#### Work item
Among the lines below, take the one holding "order.push(label.as_str());", the one holding "use behavior::ScreenPosition;", and all lines between them. Set them down exactly.

(Collected data)
//! End-of-session summary

use std::collections::HashMap;

use behavior::BehaviorCounters;
use serde::{Deserialize, Serialize};

use crate::history::SessionHistory;

/// Reported when no emotion was ever logged
pub const NO_EMOTION: &str = "N/A";

/// Everything the report renderer needs
#[derive(Debug, Clone, PartialEq, Serialize, Deserialize)]
pub struct SessionSummary {
    /// Mean engagement over logged frames (percent)
    pub average_engagement: f64,
    pub dominant_emotion: String,
    pub distraction_event_count: usize,
    pub leaving_seat_count: u32,
    pub looking_down_count: u32,
    /// Frames with at least one face
    pub frames_analyzed: usize,
    pub drowsy_episode_count: u32,
    pub distraction_episode_count: u32,
}

/// Most frequent label; ties go to the label seen first
pub fn dominant_emotion(labels: &[String]) -> Option<&str> {
    let mut counts: HashMap<&str, usize> = HashMap::new();
    let mut order: Vec<&str> = Vec::new();
    for label in labels {
        let count = counts.entry(label.as_str()).or_insert(0);
        if *count == 0 {
            order.push(label.as_str());
        }
        *count += 1;
    }

    let mut best: Option<(&str, usize)> = None;
    for label in order {
        let count = counts[label];
        if best.map_or(true, |(_, c)| count > c) {
            best = Some((label, count));
        }
    }
    best.map(|(label, _)| label)
}

/// Reduce a session's history and counters to its summary
pub fn summarize(history: &SessionHistory, counters: &BehaviorCounters) -> SessionSummary {
    SessionSummary {
        average_engagement: history.average_engagement(),
        dominant_emotion: dominant_emotion(history.emotions())
            .unwrap_or(NO_EMOTION)
            .to_string(),
        distraction_event_count: history.distraction_event_count(),
        leaving_seat_count: counters.leaving_seat_count,
        looking_down_count: counters.looking_down_count,
        frames_analyzed: history.len(),
        drowsy_episode_count: counters.drowsy_episode_count,
        distraction_episode_count: counters.distraction_episode_count,
    }
}

#[cfg(test)]
mod tests {
    use super::*;
    use crate::history::HistoryEntry;
    use behavior::ScreenPosition;
    use proptest::prelude::*;

    fn labels(values: &[&str]) -> Vec<String> {
        values.iter().map(|s| s.to_string()).collect()
    }

    #[test]
    fn test_empty_session() {
        let summary = summarize(&SessionHistory::new(), &BehaviorCounters::default());
        assert_eq!(summary.average_engagement, 0.0);
        assert_eq!(summary.dominant_emotion, "N/A");
        assert_eq!(summary.distraction_event_count, 0);
        assert_eq!(summary.leaving_seat_count, 0);
        assert_eq!(summary.looking_down_count, 0);
        assert_eq!(summary.frames_analyzed, 0);
    }

    #[test]
    fn test_dominant_emotion_mode() {
        let log = labels(&["Neutral", "happy", "happy", "sad", "happy"]);
        assert_eq!(dominant_emotion(&log), Some("happy"));
    }

    #[test]
    fn test_dominant_emotion_tie_first_seen() {
        let log = labels(&["sad", "happy", "happy", "sad"]);
        assert_eq!(dominant_emotion(&log), Some("sad"));
        assert_eq!(dominant_emotion(&[]), None);
    }

    #[test]
    fn test_summary_carries_counters() {
        let mut history = SessionHistory::new();
        history.push_entry(HistoryEntry {
            timestamp_ms: 0,
            engagement_score: 40.0,
            distraction_event: true,
        });
        history.push_entry(HistoryEntry {
            timestamp_ms: 33,
            engagement_score: 100.0,
            distraction_event: false,
        });
        history.push_face("Neutral", ScreenPosition::default());

        let counters = BehaviorCounters {
            leaving_seat_count: 2,
            looking_down_count: 5,
            drowsy_episode_count: 1,
            distraction_episode_count: 3,
        };
        let summary = summarize(&history, &counters);
        assert!((summary.average_engagement - 70.0).abs() < 1e-9);
        assert_eq!(summary.dominant_emotion, "Neutral");
        assert_eq!(summary.distraction_event_count, 1);
        assert_eq!(summary.leaving_seat_count, 2);
        assert_eq!(summary.looking_down_count, 5);
        assert_eq!(summary.frames_analyzed, 2);
        assert_eq!(summary.distraction_episode_count, 3);
    }

    proptest! {
        #[test]
        fn prop_average_within_bounds(scores in prop::collection::vec(0.0..=100.0f64, 0..64)) {
            let mut history = SessionHistory::new();
            for (i, score) in scores.iter().enumerate() {
                history.push_entry(HistoryEntry {
                    timestamp_ms: i as u64,
                    engagement_score: *score,
                    distraction_event: *score < 70.0,
                });
            }
            let summary = summarize(&history, &BehaviorCounters::default());
            prop_assert!(summary.average_engagement >= 0.0);
            prop_assert!(summary.average_engagement <= 100.0 + 1e-9);
            prop_assert!(summary.distraction_event_count <= scores.len());
        }
    }
}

#### Problem solution
            order.push(label.as_str());
        }
        *count += 1;
    }

    let mut best: Option<(&str, usize)> = None;
    for label in order {
        let count = counts[label];
        if best.map_or(true, |(_, c)| count > c) {
            best = Some((label, count));
        }
    }
    best.map(|(label, _)| label)
}

/// Reduce a session's history and counters to its summary
pub fn summarize(history: &SessionHistory, counters: &BehaviorCounters) -> SessionSummary {
    SessionSummary {
        average_engagement: history.average_engagement(),
        dominant_emotion: dominant_emotion(history.emotions())
            .unwrap_or(NO_EMOTION)
            .to_string(),
        distraction_event_count: history.distraction_event_count(),
        leaving_seat_count: counters.leaving_seat_count,
        looking_down_count: counters.looking_down_count,
        frames_analyzed: history.len(),
        drowsy_episode_count: counters.drowsy_episode_count,
        distraction_episode_count: counters.distraction_episode_count,
    }
}

#[cfg(test)]
mod tests {
    use super::*;
    use crate::history::HistoryEntry;
    use behavior::ScreenPosition;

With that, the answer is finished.